[Saved data entries]
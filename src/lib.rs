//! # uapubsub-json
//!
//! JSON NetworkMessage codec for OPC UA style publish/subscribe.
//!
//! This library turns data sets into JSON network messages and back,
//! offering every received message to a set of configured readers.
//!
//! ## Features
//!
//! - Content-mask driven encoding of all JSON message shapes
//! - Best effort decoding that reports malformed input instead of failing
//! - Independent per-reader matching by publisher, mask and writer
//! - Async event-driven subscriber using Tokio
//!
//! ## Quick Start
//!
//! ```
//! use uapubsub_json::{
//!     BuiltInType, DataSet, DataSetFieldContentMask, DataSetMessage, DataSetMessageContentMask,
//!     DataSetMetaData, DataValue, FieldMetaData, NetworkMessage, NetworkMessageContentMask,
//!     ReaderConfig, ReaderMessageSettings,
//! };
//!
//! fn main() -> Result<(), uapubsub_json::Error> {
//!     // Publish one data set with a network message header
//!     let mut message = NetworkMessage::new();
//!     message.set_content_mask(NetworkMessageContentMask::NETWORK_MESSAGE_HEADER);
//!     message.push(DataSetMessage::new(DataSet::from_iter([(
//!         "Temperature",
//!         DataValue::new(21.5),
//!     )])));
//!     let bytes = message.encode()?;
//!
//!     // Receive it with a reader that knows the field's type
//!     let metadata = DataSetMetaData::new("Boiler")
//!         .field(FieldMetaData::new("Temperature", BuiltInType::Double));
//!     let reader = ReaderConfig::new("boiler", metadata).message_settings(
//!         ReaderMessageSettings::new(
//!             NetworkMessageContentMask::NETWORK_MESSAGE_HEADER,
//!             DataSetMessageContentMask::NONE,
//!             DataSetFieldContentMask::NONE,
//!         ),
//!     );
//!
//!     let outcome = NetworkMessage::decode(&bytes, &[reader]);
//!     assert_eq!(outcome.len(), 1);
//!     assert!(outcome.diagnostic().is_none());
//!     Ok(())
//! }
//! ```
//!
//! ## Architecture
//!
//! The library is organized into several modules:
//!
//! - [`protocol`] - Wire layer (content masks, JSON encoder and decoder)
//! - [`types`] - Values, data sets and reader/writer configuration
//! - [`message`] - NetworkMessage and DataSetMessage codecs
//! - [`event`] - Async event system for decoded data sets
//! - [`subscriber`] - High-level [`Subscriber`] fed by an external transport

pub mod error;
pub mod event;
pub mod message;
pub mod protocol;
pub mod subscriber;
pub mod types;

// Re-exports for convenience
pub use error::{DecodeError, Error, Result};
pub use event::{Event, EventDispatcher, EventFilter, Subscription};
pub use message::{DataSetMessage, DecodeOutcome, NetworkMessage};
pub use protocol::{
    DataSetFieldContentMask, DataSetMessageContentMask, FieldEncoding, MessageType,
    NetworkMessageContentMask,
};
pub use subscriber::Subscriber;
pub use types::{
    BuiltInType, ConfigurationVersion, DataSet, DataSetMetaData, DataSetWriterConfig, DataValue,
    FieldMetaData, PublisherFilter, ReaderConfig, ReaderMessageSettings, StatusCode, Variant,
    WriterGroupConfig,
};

--

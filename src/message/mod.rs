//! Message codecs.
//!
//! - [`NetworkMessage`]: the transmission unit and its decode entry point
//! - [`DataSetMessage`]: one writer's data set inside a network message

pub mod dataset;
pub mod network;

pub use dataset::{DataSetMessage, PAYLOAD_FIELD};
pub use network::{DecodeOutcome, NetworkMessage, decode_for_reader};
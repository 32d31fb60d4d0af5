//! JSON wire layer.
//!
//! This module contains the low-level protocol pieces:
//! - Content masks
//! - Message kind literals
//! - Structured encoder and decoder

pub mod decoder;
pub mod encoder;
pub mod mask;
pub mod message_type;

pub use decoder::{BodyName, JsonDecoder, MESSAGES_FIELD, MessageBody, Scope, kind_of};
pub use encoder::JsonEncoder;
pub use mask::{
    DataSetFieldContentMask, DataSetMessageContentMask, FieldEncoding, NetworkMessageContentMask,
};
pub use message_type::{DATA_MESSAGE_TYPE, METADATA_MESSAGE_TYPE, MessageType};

Task directions
Tally up the lines above containing "into"; the number is the full answer.

Reply
2